# New Tegu



## Guest (Oct 16, 2010)

Hey Everyone,

I just got my new Argentine Red Tegu two days ago and he is amazing! He has been eating great and has an awsome disposition. I have previously owned a columbian gold tegu which had turned me off from Tegus all together for a few years until i recently discovered the Argentine's.
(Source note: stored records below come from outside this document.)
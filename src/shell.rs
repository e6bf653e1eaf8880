// Interactive command loop driving a FileSystemManager.

use crate::error::Result;
use crate::fs_ops::FileSystemManager;
use crate::fs_structs::{BlockInfo, Entry, Usage};
use clap::{Parser, Subcommand};
use serde::Serialize;
use std::io::{BufRead, Write};

#[derive(Parser, Debug)]
#[command(
    name = "blocksim",
    no_binary_name = true,
    disable_version_flag = true,
    about = "Contiguous block allocation simulator"
)]
struct ShellLine {
    #[command(subcommand)]
    command: ShellCommand,
}

#[derive(Subcommand, Debug, PartialEq, Eq)]
pub enum ShellCommand {
    /// Add a file of the given size in bytes
    #[command(visible_alias = "1")]
    Add { name: String, size: usize },
    /// Delete a file by name
    #[command(visible_aliases = ["2", "rm"])]
    Delete { name: String },
    /// Print the block table, directory and usage
    #[command(visible_aliases = ["3", "ls"])]
    Print {
        #[arg(long)]
        json: bool, // Emit one JSON document instead of tables
    },
    /// Remove every file and free all blocks
    Reset,
    /// Leave the simulator
    #[command(visible_aliases = ["4", "exit"])]
    Quit,
}

#[derive(Debug, Clone, Copy, PartialEq, Eq)]
pub enum Flow {
    Continue,
    Quit,
}

#[derive(Serialize)]
struct Report {
    blocks: Vec<BlockInfo>,
    directory: Vec<Entry>,
    usage: Usage,
}

/// Parses one input line. `Ok(None)` for a blank line; clap's rendered
/// message (usage errors and help output alike) as `Err`.
pub fn parse_line(line: &str) -> std::result::Result<Option<ShellCommand>, String> {
    let words: Vec<&str> = line.split_whitespace().collect();
    if words.is_empty() {
        return Ok(None);
    }
    ShellLine::try_parse_from(words)
        .map(|parsed| Some(parsed.command))
        .map_err(|e| e.render().to_string())
}

/// Runs one command. User-facing failures are reported to `out` and the
/// session continues; contract violations are returned to the caller.
pub fn execute<W: Write>(
    fs: &mut FileSystemManager,
    command: ShellCommand,
    out: &mut W,
) -> Result<Flow> {
    let outcome = match command {
        ShellCommand::Add { name, size } => fs.add_file(&name, size).map(|entry| {
            format!(
                "File '{}' added: {} bytes in blocks {}..{}.",
                entry.name,
                entry.size,
                entry.start,
                entry.end()
            )
        }),
        ShellCommand::Delete { name } => fs
            .delete_file(&name)
            .map(|entry| format!("File '{}' deleted, {} blocks freed.", entry.name, entry.span)),
        ShellCommand::Print { json } => {
            if json {
                print_json(fs, out)?;
            } else {
                print_tables(fs, out)?;
            }
            return Ok(Flow::Continue);
        }
        ShellCommand::Reset => {
            fs.reset();
            Ok("Filesystem reset.".to_string())
        }
        ShellCommand::Quit => {
            writeln!(out, "Exiting...")?;
            return Ok(Flow::Quit);
        }
    };

    match outcome {
        Ok(message) => writeln!(out, "{}", message)?,
        Err(e) if e.is_contract_violation() => return Err(e),
        Err(e) => writeln!(out, "Error: {}", e)?,
    }
    Ok(Flow::Continue)
}

/// Reads commands from `input` until `quit` or end of input.
pub fn run<R: BufRead, W: Write>(
    fs: &mut FileSystemManager,
    mut input: R,
    out: &mut W,
    prompt: bool,
) -> Result<()> {
    let mut line = String::new();
    loop {
        if prompt {
            write!(out, "> ")?;
            out.flush()?;
        }

        line.clear();
        if input.read_line(&mut line)? == 0 {
            break;
        }

        let command = match parse_line(&line) {
            Ok(Some(command)) => command,
            Ok(None) => continue,
            Err(message) => {
                write!(out, "{}", message)?;
                continue;
            }
        };

        if execute(fs, command, out)? == Flow::Quit {
            break;
        }
    }
    Ok(())
}

fn print_tables<W: Write>(fs: &FileSystemManager, out: &mut W) -> Result<()> {
    writeln!(out, "Block table:")?;
    writeln!(out, "{:>8} {:>10} {:>12} {:>8}", "Block", "Used", "Fragmented", "In use")?;
    for block in fs.snapshot_table() {
        writeln!(
            out,
            "{:>8} {:>10} {:>12} {:>8}",
            block.index,
            block.used,
            block.fragmented,
            if block.occupied { "yes" } else { "no" }
        )?;
    }

    writeln!(out, "Directory table:")?;
    let entries = fs.snapshot_directory();
    if entries.is_empty() {
        writeln!(out, "(no files)")?;
    } else {
        writeln!(out, "{:<24} {:>10} {:>8} {:>8}", "Filename", "Size", "Start", "Length")?;
        for entry in entries {
            writeln!(
                out,
                "{:<24} {:>10} {:>8} {:>8}",
                entry.name, entry.size, entry.start, entry.span
            )?;
        }
    }

    let usage = fs.usage();
    writeln!(
        out,
        "{} of {} blocks free (largest contiguous run {}), {} bytes used, {} bytes fragmented, {} files.",
        usage.free_blocks,
        usage.total_blocks,
        usage.largest_free_run,
        usage.used_bytes,
        usage.fragmented_bytes,
        usage.files
    )?;
    Ok(())
}

fn print_json<W: Write>(fs: &FileSystemManager, out: &mut W) -> Result<()> {
    let report = Report {
        blocks: fs.snapshot_table(),
        directory: fs.snapshot_directory(),
        usage: fs.usage(),
    };
    serde_json::to_writer_pretty(&mut *out, &report)?;
    writeln!(out)?;
    Ok(())
}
I was wondering if it is ok to feed a hatchling banannas, grapefruit, mango or if i should stick to crickets, pinkies, and hard boiled eggs for the first few months.

Pictures soon to come

Thanks!


----------



## Guest (Oct 16, 2010)

You can offer him most any thing you want .. My hatch ling likes pinkies turkey and liver . He took a bite of plumb once .. By all means give him as varied a diet as you can But make sure he gets lots of meat and calcium powder . At least a couple of pinkies a week ... You could do the bug thing if you want or have some for a different lizard. I didnt .


----------



## Guest (Oct 17, 2010)

Well, the hatchlings need a lot of protein to support they're RAPIDLY growing body, so pinkies twice a week, ground turkey, chicken hearts and gizzards, chicken and beef liver, tilapia, salmon... all of this is good as a regular diet (just be sure to offer variety, rather than just one thing every day). If you can get them to eat fruits (like blackberries, blueberries, or cantaloupe; they seem to like sweeter fruits) that's great, but stay away from giving them bananas too often... they're too high in potassium, which could cause serious health problems for your little guy. As a once-in-a-while treat though, it'll be fine. Same thing for eggs too. Once a week is fine, but I've been warned off of feeding them eggs more often than that. Make SURE you dust everything with a good calcium powder.


----------



## Nessie (Oct 17, 2010)

If you can get your tegu eating fruit early on then that is great! It has been said that Reds require more fruit for better sheds but some will dissagree but I think everyone will agree that variety is the key and the older the Tegu gets the harder it may be to get him to eat his fruits and veggies. Everyday I offer my Tegu his meat ( hoppers, ground turkey or chicken, chicken hearts and gizards, hard boiled egg, fresh fish) not all at once usually two meats and a side of red grapes. He will eat kiwi once in a blue moon, he has eaten banana once ( don't overdue it) but I have offered him raspberries, strawberries, peaches, mangos but so far he really only eats his grapes.


----------



## Guest (Oct 18, 2010)

Thanks for the input!

When you feed your tegu ground turkey should it be cooked or raw?


----------



## Guest (Oct 18, 2010)

Raw. All meats and meat products should be raw.


----------